In questo contesto, va aggiunto che dall’inizio di ottobre lo Yemen ha due governi: quello guidato dal presidente Abd Rabbo Mansour Hadi nella città di Aden e quello autoproclamato dal “Consiglio Politico Supremo”, organismo politico istituito a luglio 2016 dai ribelli sciiti e dagli ex sostenitori dell’ex presidente yemenita Alì Abdullah Saleh.

Il 2 ottobre, gli Houthi annunciano la formazione di un esecutivo di “salvezza nazionale” che sarà presieduto da Abdel Aziz Ben Habtor, già governatore di Aden e membro dell’ufficio politico del “Congresso popolare generale”, compagine politica del già presidente Saleh, alleato degli Houthi.

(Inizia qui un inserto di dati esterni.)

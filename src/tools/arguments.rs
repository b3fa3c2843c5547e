//! Typed access to tool call arguments.

use crate::error::TarkoError;

/// Parsed tool call arguments with typed extraction helpers.
#[derive(Debug, Clone, PartialEq)]
pub struct ToolArguments {
    value: serde_json::Value,
}

impl ToolArguments {
    pub fn new(value: serde_json::Value) -> Self {
        Self { value }
    }

    /// Parse the raw argument text a model produced.
    ///
    /// Blank input is treated as an empty object.
    pub fn parse(raw: &str) -> Result<Self, TarkoError> {
        let trimmed = raw.trim();
        if trimmed.is_empty() {
            return Ok(Self::new(serde_json::json!({})));
        }
        serde_json::from_str(trimmed)
            .map(Self::new)
            .map_err(|e| TarkoError::InvalidArgument(format!("Failed to parse arguments: {e}")))
    }

    /// Get the raw JSON value.
    pub fn raw(&self) -> &serde_json::Value {
        &self.value
    }

    pub fn into_inner(self) -> serde_json::Value {
        self.value
    }

    /// Get a string argument by key.
    pub fn get_str(&self, key: &str) -> Result<&str, TarkoError> {
        self.get_str_opt(key)
            .ok_or_else(|| missing("string", key))
    }

    pub fn get_str_opt(&self, key: &str) -> Option<&str> {
        self.value.get(key).and_then(|v| v.as_str())
    }

    pub fn get_i64(&self, key: &str) -> Result<i64, TarkoError> {
        self.value
            .get(key)
            .and_then(|v| v.as_i64())
            .ok_or_else(|| missing("integer", key))
    }

    pub fn get_f64(&self, key: &str) -> Result<f64, TarkoError> {
        self.value
            .get(key)
            .and_then(|v| v.as_f64())
            .ok_or_else(|| missing("number", key))
    }

    pub fn get_bool(&self, key: &str) -> Result<bool, TarkoError> {
        self.value
            .get(key)
            .and_then(|v| v.as_bool())
            .ok_or_else(|| missing("boolean", key))
    }

    /// Get a nested object.
    pub fn get_object(&self, key: &str) -> Result<&serde_json::Value, TarkoError> {
        self.value
            .get(key)
            .filter(|v| v.is_object())
            .ok_or_else(|| missing("object", key))
    }

    /// Deserialize the entire arguments into a typed struct.
    pub fn deserialize<T: serde::de::DeserializeOwned>(&self) -> Result<T, TarkoError> {
        serde_json::from_value(self.value.clone()).map_err(|e| {
            TarkoError::InvalidArgument(format!("Failed to deserialize arguments: {e}"))
        })
    }
}

fn missing(kind: &str, key: &str) -> TarkoError {
    TarkoError::InvalidArgument(format!("Missing {kind} argument: {key}"))
}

L’annuncio di un governo rivale a quello di Hadi – sostenuto dalla coalizione internazionale e dal blocco sunnita a guida saudita – allontana le prospettiva di pace in un Paese sull’orlo del baratro dopo un anno e mezzo di guerra.

Peraltro, lo stesso giorno 9 ottobre la coalizione saudita denuncia l’attacco contro una nave degli Emirati Arabi Uniti compiuto dai ribelli sciiti nello strategico stretto di Bab al-Mandab.

Secondo la narrazione saudita, l’imbarcazione trasportava materiale medico e stava evacuando i feriti civili.

Come previsto, la ritorsione della coalizione non perde tempo: le forze aeree e della marina colpiscono barche degli Houthi coinvolte nell’attacco.

Nel comunicato del blocco sunnita si sottolinea che gli Houthi utilizzano il terrorismo contro la navigazione civile internazionale.

In effetti, l’attacco è rivendicato dagli Houthi sulla loro agenzia stampa “Saba” e affermano che nell’offensiva “è stata completamente distrutta la nave da guerra degli Emirati” vicino a Mokha, antico porto ora interrato, sulla costa del Mar Rosso.

Inoltre, pochi giorni prima un missile colpisce la base militare saudita Re Fahd a Taif, dove si trovano anche i soldati statunitensi che assistono la coalizione anti-Houthi, senza arrecare alcun danno ma comunque è il primo missile penetrato in profondità il territorio saudita arrivando a cadere a 520 km dal confine.

Dal loro canto, gli Houthi denunciano un attacco della coalizione contro alcuni pescherecci vicino a Washjah, a sud di Mokha e sostengono che nel corso del raid sono stati uccisi 5 pescatori.

Non manca l’intervento del leader Houthi, Abdel-Maalek al-Houthi, che fa appello ai capi tribali affinché si mobilitino essendo stati presenti al massacro del 9 influenti membri delle tribù locali.

Sarà un’altra guerra secondo il modulo “Siria”?